In the oil and gas sector, access to capital is often directly linked to the quality and transparency of a company’s subsurface assets. Reserves based lending (RBL) has become a key financial tool that allows companies to secure funding using proven oil and gas reserves as collateral. This approach not only provides liquidity for exploration and development but also aligns lending with asset performance, creating a more secure and sustainable financing structure.
Understanding Reserves Based Lending
Reserves based lending is a form of project or corporate finance where the lender evaluates a borrower’s oil and gas reserves to determine the amount of credit that can be extended. The loan is typically secured against the future cash flows expected from these reserves. Key features include:
- Credit limits tied to the proven and probable reserves of a portfolio
- Periodic review and adjustment based on production performance
- Covenants linked to reserve volumes, operational metrics, and field economics
By linking financing to the value of reserves, RBL provides investors and lenders with security while offering companies flexible capital to fund operations, acquisitions, and development projects.
The Role of Competent Persons Reports in RBL
A Competent Persons Report (CPR) is essential in the reserves based lending process. Lenders rely on CPRs as independent verification of reserves and production forecasts. The report:
- Confirms the volume and classification of reserves (proven, probable, possible)
- Assesses development plans and recovery assumptions
- Provides confidence in the economic value of reserves used as collateral
By integrating a CPR into the lending process, borrowers and lenders ensure transparency and reduce the risk of overestimating asset value.
Reserves Evaluators and Reserves Audits
In addition to CPRs, lenders often engage reserves evaluators to review the technical and economic assumptions underlying a borrower’s asset base. This evaluation includes a reserves audit, which:
- Verifies historical production data and operational performance
- Confirms reservoir models and recovery factors
- Assesses the reliability of volumetric and flow forecasts
These independent assessments give lenders confidence that the reserves used as collateral are accurately quantified and that the loan structure reflects real asset performance.
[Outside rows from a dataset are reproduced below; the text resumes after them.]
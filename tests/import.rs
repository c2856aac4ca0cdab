//! Integration tests for CSV bulk import.

mod common;

use common::{doubles_match, singles_match};
use std::collections::HashMap;
use tennis_results_web::{
    import_results, score_lines, EngineError, ImportError, MatchFormat, MatchId, MatchInfo,
    MatchStatus, MissingField,
};
use uuid::Uuid;

const HEADER: &str = "match_id,winner,result_code,\
set1_winner,set1_score,set1_tiebreak,\
set2_winner,set2_score,set2_tiebreak,\
set3_winner,set3_score,set3_tiebreak,\
set4_winner,set4_score,set4_tiebreak,\
set5_winner,set5_score,set5_tiebreak,\
super_tiebreak";

/// CSV line from the match id, winner, code, then up to fifteen set cells and the super tiebreak.
fn row(match_id: MatchId, winner: &str, result: &str, sets: &[&str], super_tiebreak: &str) -> String {
    let mut fields = vec![match_id.to_string(), winner.to_string(), result.to_string()];
    fields.extend(sets.iter().map(|s| s.to_string()));
    fields.resize(18, String::new());
    fields.push(super_tiebreak.to_string());
    fields.join(",")
}

fn catalog(matches: &[&MatchInfo]) -> HashMap<MatchId, MatchInfo> {
    matches.iter().map(|m| (m.id, (*m).clone())).collect()
}

#[test]
fn valid_rows_are_accepted_and_bad_rows_reported() {
    let standard = singles_match(MatchFormat::StandardBestOfThree);
    let straight = singles_match(MatchFormat::BestOfFive);
    let amateur = doubles_match(MatchFormat::AmateurSuperTiebreak);
    let matches = catalog(&[&standard, &straight, &amateur]);

    let csv = [
        HEADER.to_string(),
        row(
            standard.id,
            "home",
            "2-1",
            &["home", "6-3", "", "away", "7-6", "7-4", "home", "6-2", "none"],
            "",
        ),
        row(Uuid::new_v4(), "home", "2-0", &[], ""),
        row(straight.id, "away", "0-3", &[], ""),
        row(amateur.id, "away", "1-2", &["away", "6-4", "", "home", "6-4", ""], "10-7"),
    ]
    .join("\n");

    let report = import_results(csv.as_bytes(), |id| matches.get(&id).cloned());

    assert_eq!(report.accepted.len(), 3);
    assert_eq!(report.rejected.len(), 1);
    assert_eq!(report.rejected[0].0, 3);
    assert!(matches!(report.rejected[0].1, ImportError::UnknownMatch(_)));

    let lines: Vec<Vec<String>> = report
        .accepted
        .iter()
        .map(|result| score_lines(result).unwrap())
        .collect();
    assert_eq!(lines[0], vec!["6-3", "6-7(4)", "6-2"]);
    assert!(lines[1].is_empty());
    assert_eq!(lines[2], vec!["6-4", "4-6", "10-7"]);
}

#[test]
fn tiebreak_column_alone_stands_for_seven_six() {
    let info = singles_match(MatchFormat::StandardBestOfThree);
    let matches = catalog(&[&info]);
    let csv = [
        HEADER.to_string(),
        row(info.id, "home", "2-0", &["home", "", "3-7", "home", "6-1", ""], ""),
    ]
    .join("\n");

    let report = import_results(csv.as_bytes(), |id| matches.get(&id).cloned());
    assert!(report.rejected.is_empty());
    assert_eq!(score_lines(&report.accepted[0]).unwrap(), vec!["7-6(3)", "6-1"]);
}

#[test]
fn rows_are_validated_like_manual_entry() {
    let amateur = singles_match(MatchFormat::AmateurSuperTiebreak);
    let standard = singles_match(MatchFormat::StandardBestOfThree);
    let matches = catalog(&[&amateur, &standard]);
    let csv = [
        HEADER.to_string(),
        // third set where the super tiebreak is played
        row(
            amateur.id,
            "home",
            "2-1",
            &["home", "6-4", "", "away", "6-4", "", "home", "6-4", ""],
            "10-5",
        ),
        // split sets without a score for set 2
        row(standard.id, "home", "2-1", &["home", "6-4", "", "away", "", "", "home", "6-4", ""], ""),
        // code the format does not have
        row(standard.id, "home", "3-0", &[], ""),
        row(standard.id, "home", "2-1", &["home", "6-4", "", "away", "six-four", ""], ""),
    ]
    .join("\n");

    let report = import_results(csv.as_bytes(), |id| matches.get(&id).cloned());
    assert!(report.accepted.is_empty());
    let errors: Vec<&ImportError> = report.rejected.iter().map(|(_, e)| e).collect();
    assert!(matches!(errors[0], ImportError::UnexpectedSet { index: 2 }));
    assert!(matches!(
        errors[1],
        ImportError::Rejected(EngineError::IncompleteRecord(MissingField::SetScore(1)))
    ));
    assert!(matches!(
        errors[2],
        ImportError::Rejected(EngineError::InvalidResultCode(_))
    ));
    assert!(matches!(
        errors[3],
        ImportError::Rejected(EngineError::MalformedScore(_))
    ));
}

#[test]
fn unreadable_rows_are_reported() {
    let csv = format!("{}\nnot-a-uuid,home,2-0", HEADER);
    let report = import_results(csv.as_bytes(), |_| None);
    assert!(report.accepted.is_empty());
    assert!(matches!(report.rejected[0], (2, ImportError::Csv(_))));
}

#[test]
fn cancelled_matches_take_no_results() {
    let mut cancelled = singles_match(MatchFormat::StandardBestOfThree);
    cancelled.status = MatchStatus::Cancelled;
    let mut completed = singles_match(MatchFormat::StandardBestOfThree);
    completed.status = MatchStatus::Completed;
    let matches = catalog(&[&cancelled, &completed]);
    let csv = [
        HEADER.to_string(),
        row(cancelled.id, "home", "2-0", &[], ""),
        row(completed.id, "home", "2-0", &[], ""),
    ]
    .join("\n");

    let report = import_results(csv.as_bytes(), |id| matches.get(&id).cloned());
    assert_eq!(report.accepted.len(), 1);
    assert_eq!(report.accepted[0].match_id, completed.id);
    assert!(matches!(
        report.rejected[..],
        [(2, ImportError::MatchClosed(id))] if id == cancelled.id
    ));
}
Integrating Resource Assessment
A thorough resource assessment complements RBL by providing insight into contingent and prospective resources that could enhance long-term production potential. While only proven reserves typically underpin lending limits, resource assessment informs strategic planning, acquisition opportunities, and risk management. This ensures that both lenders and operators understand the full potential of the asset portfolio.
Benefits of Reserves Based Lending
For oil and gas companies, RBL offers:
- Access to substantial capital without diluting equity
- Financing linked to asset performance, aligning incentives with operational efficiency
- Flexibility for acquisitions, exploration, or field development
- Enhanced credibility with investors and stakeholders through independent verification
For lenders, it provides:
- Security through asset-backed lending
- Risk mitigation via reserves audits and competent persons verification
- Confidence in the borrower’s ability to generate cash flow
Reserves based lending is a vital financial mechanism in the oil and gas industry, linking capital provision to the performance and value of subsurface assets. By integrating competent persons reports, reserves audits, and resource assessments, companies can secure financing that is transparent, credible, and aligned with operational realities. This combination of rigorous technical evaluation and strategic financing supports responsible asset development while fostering confidence among investors and lenders alike.